AIM OF THE TASK:
The entries below hold a line with "ExitCode::FAILURE" and a line with "let width = 59usize;". Return those lines and all that lie between them, exactly and only.
[Opening DATA SUPPLIED section]
pub mod client;
pub mod types;

pub use client::GatewayClient;
pub use types::{AssistantMessage, ChatMessage, Role, ToolCallRequest, ToolDefinition};
use super::types::{AssistantMessage, ChatCompletionRequest, ChatCompletionResponse, ChatMessage, ToolDefinition};
use crate::chat::CompletionGateway;
use crate::config::GatewayConfig;
use crate::error::{ChatbotError, Result};
use async_trait::async_trait;
use reqwest::Client as HttpClient;
use serde_json::Value;
use std::time::Duration;
use tracing::{debug, error};

/// TCP connection timeout
const CONNECT_TIMEOUT: Duration = Duration::from_secs(5);

const COMPLETIONS_PATH: &str = "/v1/chat/completions";

/// HTTP client for an OpenAI-compatible chat completion endpoint
#[derive(Clone)]
pub struct GatewayClient {
    http: HttpClient,
    config: GatewayConfig,
}

impl GatewayClient {
    pub fn new(config: GatewayConfig) -> Result<Self> {
        let http = HttpClient::builder()
            .connect_timeout(CONNECT_TIMEOUT)
            .timeout(Duration::from_secs(config.request_timeout_secs))
            .build()
            .map_err(|e| ChatbotError::Config(format!("Failed to build HTTP client: {}", e)))?;

        Ok(Self { http, config })
    }

    fn completions_url(&self) -> String {
        format!(
            "{}{}",
            self.config.base_url.trim_end_matches('/'),
            COMPLETIONS_PATH
        )
    }
}

#[async_trait]
impl CompletionGateway for GatewayClient {
    async fn complete(
        &self,
        messages: &[ChatMessage],
        tools: Option<&[ToolDefinition]>,
    ) -> Result<AssistantMessage> {
        let tools = tools.filter(|t| !t.is_empty());
        let request = ChatCompletionRequest {
            model: &self.config.model,
            messages,
            temperature: self.config.temperature,
            max_tokens: self.config.max_tokens,
            tools,
            tool_choice: tools.map(|_| "auto"),
        };

        debug!(
            "Requesting completion: {} messages, {} tools",
            messages.len(),
            tools.map_or(0, |t| t.len())
        );

        let response = self
            .http
            .post(self.completions_url())
            .json(&request)
            .send()
            .await
            .map_err(|e| {
                error!("Failed to connect to completion endpoint: {}", e);
                ChatbotError::gateway(format!("Connection failed: {}", e))
            })?;

        let status = response.status();
        if !status.is_success() {
            let body = response.text().await.unwrap_or_default();
            error!("Completion API error: {} - {}", status.as_u16(), body);
            return Err(ChatbotError::gateway(format!(
                "API error: {}",
                status.as_u16()
            )));
        }

        let completion: ChatCompletionResponse = response.json().await.map_err(|e| {
            error!("Unreadable completion response: {}", e);
            ChatbotError::gateway(format!("Invalid response: {}", e))
        })?;

        if let Some(err) = completion.error {
            let message = error_message(&err);
            error!("Completion endpoint returned error: {}", message);
            return Err(ChatbotError::gateway(message));
        }

        completion
            .choices
            .into_iter()
            .next()
            .map(|choice| choice.message)
            .ok_or_else(|| ChatbotError::gateway("Invalid response: no choices returned"))
    }
}

fn error_message(err: &Value) -> String {
    match err {
        Value::String(s) => s.clone(),
        Value::Object(obj) => obj
            .get("message")
            .and_then(Value::as_str)
            .map(str::to_string)
            .unwrap_or_else(|| err.to_string()),
        other => other.to_string(),
    }
}
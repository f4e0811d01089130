use anyhow::{Context, Result};
use clap::Parser;
use mcp_chatbot::config::{self, ConfigOverrides};
use mcp_chatbot::frontend;
use std::path::PathBuf;
use std::process::ExitCode;
use tracing::{error, info};

#[derive(Parser, Debug)]
#[command(name = "mcp-chatbot")]
#[command(about = "Chat with a local LLM that can call MCP tools", long_about = None)]
#[command(version)]
struct Cli {
    /// Command that launches the MCP tool server, e.g. "java -jar server.jar"
    #[arg(long, env = "MCP_COMMAND")]
    mcp_command: Option<String>,

    /// Base URL of the OpenAI-compatible completion endpoint
    #[arg(long, alias = "lm-studio-url", env = "GATEWAY_URL")]
    gateway_url: Option<String>,

    /// Run mode: interactive (console) or batch (one JSON reply per input line)
    #[arg(long)]
    mode: Option<String>,

    /// Path to configuration file
    #[arg(short, long, default_value = "mcp-chatbot.toml")]
    config: PathBuf,

    /// Override log level (trace, debug, info, warn, error)
    #[arg(long)]
    log_level: Option<String>,

    /// Override log format (pretty, json)
    #[arg(long)]
    log_format: Option<String>,
}

#[tokio::main]
async fn main() -> ExitCode {
    match run().await {
        Ok(()) => ExitCode::SUCCESS,
        Err(e) => {
            // Logging may not be up yet if configuration failed
            eprintln!("Error: {:#}", e);
            error!("Fatal error: {:#}", e);
            ExitCode::FAILURE
        }
    }
}

async fn run() -> Result<()> {
    // Load .env file if it exists
    let _ = dotenvy::dotenv();

    let cli = Cli::parse();

    let overrides = ConfigOverrides {
        mcp_command: cli.mcp_command,
        gateway_url: cli.gateway_url,
        mode: cli.mode,
        log_level: cli.log_level,
        log_format: cli.log_format,
    };
    let config = config::load_config(&cli.config, &overrides).with_context(|| {
        format!(
            "Failed to load configuration from: {}",
            cli.config.display()
        )
    })?;

    init_logging(&config.logging)?;
    print_banner(&config);

    info!("Starting MCP Chatbot...");
    frontend::run(&config).await?;

    Ok(())
}

fn init_logging(config: &config::LoggingConfig) -> Result<()> {
    use tracing_subscriber::{fmt, prelude::*, EnvFilter};

    let env_filter =
        EnvFilter::try_from_default_env().unwrap_or_else(|_| EnvFilter::new(&config.level));

    // stdout belongs to the chat replies
    match config.format.as_str() {
        "json" => {
            tracing_subscriber::registry()
                .with(env_filter)
                .with(fmt::layer().json().with_writer(std::io::stderr))
                .try_init()?;
        }
        _ => {
            tracing_subscriber::registry()
                .with(env_filter)
                .with(fmt::layer().pretty().with_writer(std::io::stderr))
                .try_init()?;
        }
    }

    Ok(())
}

fn print_banner(config: &config::AppConfig) {
    let version = env!("CARGO_PKG_VERSION");
    let width = 59usize;
    let border = "═".repeat(width + 2);
    let line = |content: &str| {
        info!("║ {:width$} ║", content, width = width);
    };

    info!("╔{}╗", border);
    line("MCP-CHATBOT");
    line(&format!("Local LLM + MCP tools v{}", version));
    info!("╚{}╝", border);
    info!("Session Configuration:");
    info!("  → MCP Server: {}", config.mcp.command);
    info!("  → Gateway: {}", config.gateway.base_url);
    info!("  → Model: {}", config.gateway.model);
    info!("  → Mode: {}", config.mode);
    info!("  → Log Level: {}", config.logging.level);
}
use crate::error::Result;
use crate::gateway::types::{AssistantMessage, ChatMessage, ToolDefinition};
use async_trait::async_trait;
use serde_json::Value;

/// Source of completions for the chat loop.
/// Implemented over HTTP by `GatewayClient`.
#[async_trait]
pub trait CompletionGateway: Send + Sync {
    /// Request one completion for the whole conversation.
    /// `tools` of `None` disables tool calling for this request.
    async fn complete(
        &self,
        messages: &[ChatMessage],
        tools: Option<&[ToolDefinition]>,
    ) -> Result<AssistantMessage>;
}

/// Executes tool calls on behalf of the chat loop.
/// Implemented by `McpClient`; calls are issued strictly one at a time.
#[async_trait]
pub trait ToolBackend: Send {
    /// Invoke `name`; any failure is returned as `ChatbotError::Tool`
    async fn call_tool(&mut self, name: &str, arguments: Value) -> Result<Value>;

    /// Release the backend. Must be safe to call more than once.
    async fn close(&mut self) -> Result<()>;
}
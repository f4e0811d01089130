#![allow(dead_code)]

use httpmock::prelude::HttpMockRequest;
use mcp_chatbot::config::{AppConfig, GatewayConfig, McpConfig, RunMode};
use serde_json::{json, Value};
use std::path::{Path, PathBuf};
use tempfile::TempDir;

// ──────────────────────────────────────────────
// Fake MCP tool server
// ──────────────────────────────────────────────

/// A scripted stdio tool server living in its own temp directory.
///
/// It answers `initialize`, `tools/list` and `tools/call` for `echo`, never
/// answers `tools/call` for `slow`, records every line it receives, and writes
/// its pid so tests can check the process was stopped.
pub struct FakeToolServer {
    dir: TempDir,
    script: PathBuf,
}

const ECHO_SERVER: &str = r#"
echo "fake tool server starting" >&2
echo $$ > "$DIR/pid"
while IFS= read -r line; do
  printf '%s\n' "$line" >> "$DIR/received.log"
  id=$(printf '%s' "$line" | sed -n 's/.*"id":"\([^"]*\)".*/\1/p')
  case "$line" in
    *'"method":"initialize"'*)
      printf '{"jsonrpc":"2.0","id":"%s","result":{"protocolVersion":"2024-11-05","capabilities":{"tools":{}},"serverInfo":{"name":"fake-tools","version":"0.1.0"}}}\n' "$id"
      ;;
    *'"method":"tools/list"'*)
      printf '{"jsonrpc":"2.0","id":"%s","result":{"tools":[{"name":"echo","description":"Echoes input","inputSchema":{"type":"object","properties":{"text":{"type":"string"}},"required":["text"]}},{"name":"slow","description":"Never answers"}]}}\n' "$id"
      ;;
    *'"name":"slow"'*)
      ;;
    *'"method":"tools/call"'*)
      text=$(printf '%s' "$line" | sed -n 's/.*"text":"\([^"]*\)".*/\1/p')
      printf '{"jsonrpc":"2.0","id":"%s","result":{"content":[{"type":"text","text":"%s"}]}}\n' "$id" "$text"
      ;;
  esac
done
"#;

const FAILING_INIT_SERVER: &str = r#"
echo $$ > "$DIR/pid"
echo "license check failed" >&2
IFS= read -r line
id=$(printf '%s' "$line" | sed -n 's/.*"id":"\([^"]*\)".*/\1/p')
printf '{"jsonrpc":"2.0","id":"%s","error":{"code":-32603,"message":"server not licensed"}}\n' "$id"
exec cat > /dev/null
"#;

impl FakeToolServer {
    /// Server offering `echo` and `slow`
    pub fn echo() -> Self {
        Self::with_body(ECHO_SERVER)
    }

    /// Server that rejects `initialize`
    pub fn failing_init() -> Self {
        Self::with_body(FAILING_INIT_SERVER)
    }

    fn with_body(body: &str) -> Self {
        let dir = tempfile::tempdir().unwrap();
        let script = dir.path().join("server.sh");
        let content = format!("DIR='{}'\n{}", dir.path().display(), body);
        std::fs::write(&script, content).unwrap();
        Self { dir, script }
    }

    /// Shell command line that launches this server
    pub fn command(&self) -> String {
        format!("sh {}", self.script.display())
    }

    pub fn dir(&self) -> &Path {
        self.dir.path()
    }

    /// Every line the server read from its stdin, parsed as JSON
    pub fn received(&self) -> Vec<Value> {
        std::fs::read_to_string(self.dir.path().join("received.log"))
            .unwrap_or_default()
            .lines()
            .map(|l| serde_json::from_str(l).unwrap())
            .collect()
    }

    pub fn received_methods(&self) -> Vec<String> {
        self.received()
            .iter()
            .filter_map(|m| m["method"].as_str().map(str::to_string))
            .collect()
    }

    /// Whether the server process is still alive
    pub fn is_running(&self) -> bool {
        let Ok(pid) = std::fs::read_to_string(self.dir.path().join("pid")) else {
            return false;
        };
        std::process::Command::new("kill")
            .args(["-0", pid.trim()])
            .status()
            .map(|s| s.success())
            .unwrap_or(false)
    }
}

pub fn mcp_config(server: &FakeToolServer, request_timeout_secs: u64) -> McpConfig {
    McpConfig {
        command: server.command(),
        request_timeout_secs,
        ..Default::default()
    }
}

pub fn app_config(server: &FakeToolServer, gateway_url: &str, mode: RunMode) -> AppConfig {
    AppConfig {
        mode,
        mcp: mcp_config(server, 2),
        gateway: GatewayConfig {
            base_url: gateway_url.to_string(),
            request_timeout_secs: 5,
            ..Default::default()
        },
        logging: Default::default(),
    }
}

// ──────────────────────────────────────────────
// Completion gateway helpers
// ──────────────────────────────────────────────

pub fn body_of(req: &HttpMockRequest) -> Value {
    serde_json::from_slice(req.body.as_deref().unwrap_or_default()).unwrap_or_default()
}

/// Content of the last message in a completion request
pub fn last_content(req: &HttpMockRequest) -> String {
    let body = body_of(req);
    body["messages"]
        .as_array()
        .and_then(|m| m.last())
        .and_then(|m| m["content"].as_str())
        .unwrap_or_default()
        .to_string()
}

pub fn offers_tools(req: &HttpMockRequest) -> bool {
    body_of(req).get("tools").is_some()
}

pub fn text_reply(content: &str) -> Value {
    json!({
        "choices": [{
            "message": {"role": "assistant", "content": content},
            "finish_reason": "stop"
        }]
    })
}

/// Reply requesting one tool call with JSON-string arguments
pub fn tool_call_reply(name: &str, arguments: Value) -> Value {
    json!({
        "choices": [{
            "message": {
                "role": "assistant",
                "content": null,
                "tool_calls": [{
                    "id": "call_1",
                    "type": "function",
                    "function": {"name": name, "arguments": arguments.to_string()}
                }]
            },
            "finish_reason": "tool_calls"
        }]
    })
}

/// Parse the concatenated pretty-printed replies written in batch mode
pub fn batch_replies(output: &[u8]) -> Vec<Value> {
    serde_json::Deserializer::from_slice(output)
        .into_iter::<Value>()
        .map(|v| v.unwrap())
        .collect()
}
[Closing DATA SUPPLIED section]
EXERCISE RESULT:
            ExitCode::FAILURE
        }
    }
}

async fn run() -> Result<()> {
    // Load .env file if it exists
    let _ = dotenvy::dotenv();

    let cli = Cli::parse();

    let overrides = ConfigOverrides {
        mcp_command: cli.mcp_command,
        gateway_url: cli.gateway_url,
        mode: cli.mode,
        log_level: cli.log_level,
        log_format: cli.log_format,
    };
    let config = config::load_config(&cli.config, &overrides).with_context(|| {
        format!(
            "Failed to load configuration from: {}",
            cli.config.display()
        )
    })?;

    init_logging(&config.logging)?;
    print_banner(&config);

    info!("Starting MCP Chatbot...");
    frontend::run(&config).await?;

    Ok(())
}

fn init_logging(config: &config::LoggingConfig) -> Result<()> {
    use tracing_subscriber::{fmt, prelude::*, EnvFilter};

    let env_filter =
        EnvFilter::try_from_default_env().unwrap_or_else(|_| EnvFilter::new(&config.level));

    // stdout belongs to the chat replies
    match config.format.as_str() {
        "json" => {
            tracing_subscriber::registry()
                .with(env_filter)
                .with(fmt::layer().json().with_writer(std::io::stderr))
                .try_init()?;
        }
        _ => {
            tracing_subscriber::registry()
                .with(env_filter)
                .with(fmt::layer().pretty().with_writer(std::io::stderr))
                .try_init()?;
        }
    }

    Ok(())
}

fn print_banner(config: &config::AppConfig) {
    let version = env!("CARGO_PKG_VERSION");
    let width = 59usize;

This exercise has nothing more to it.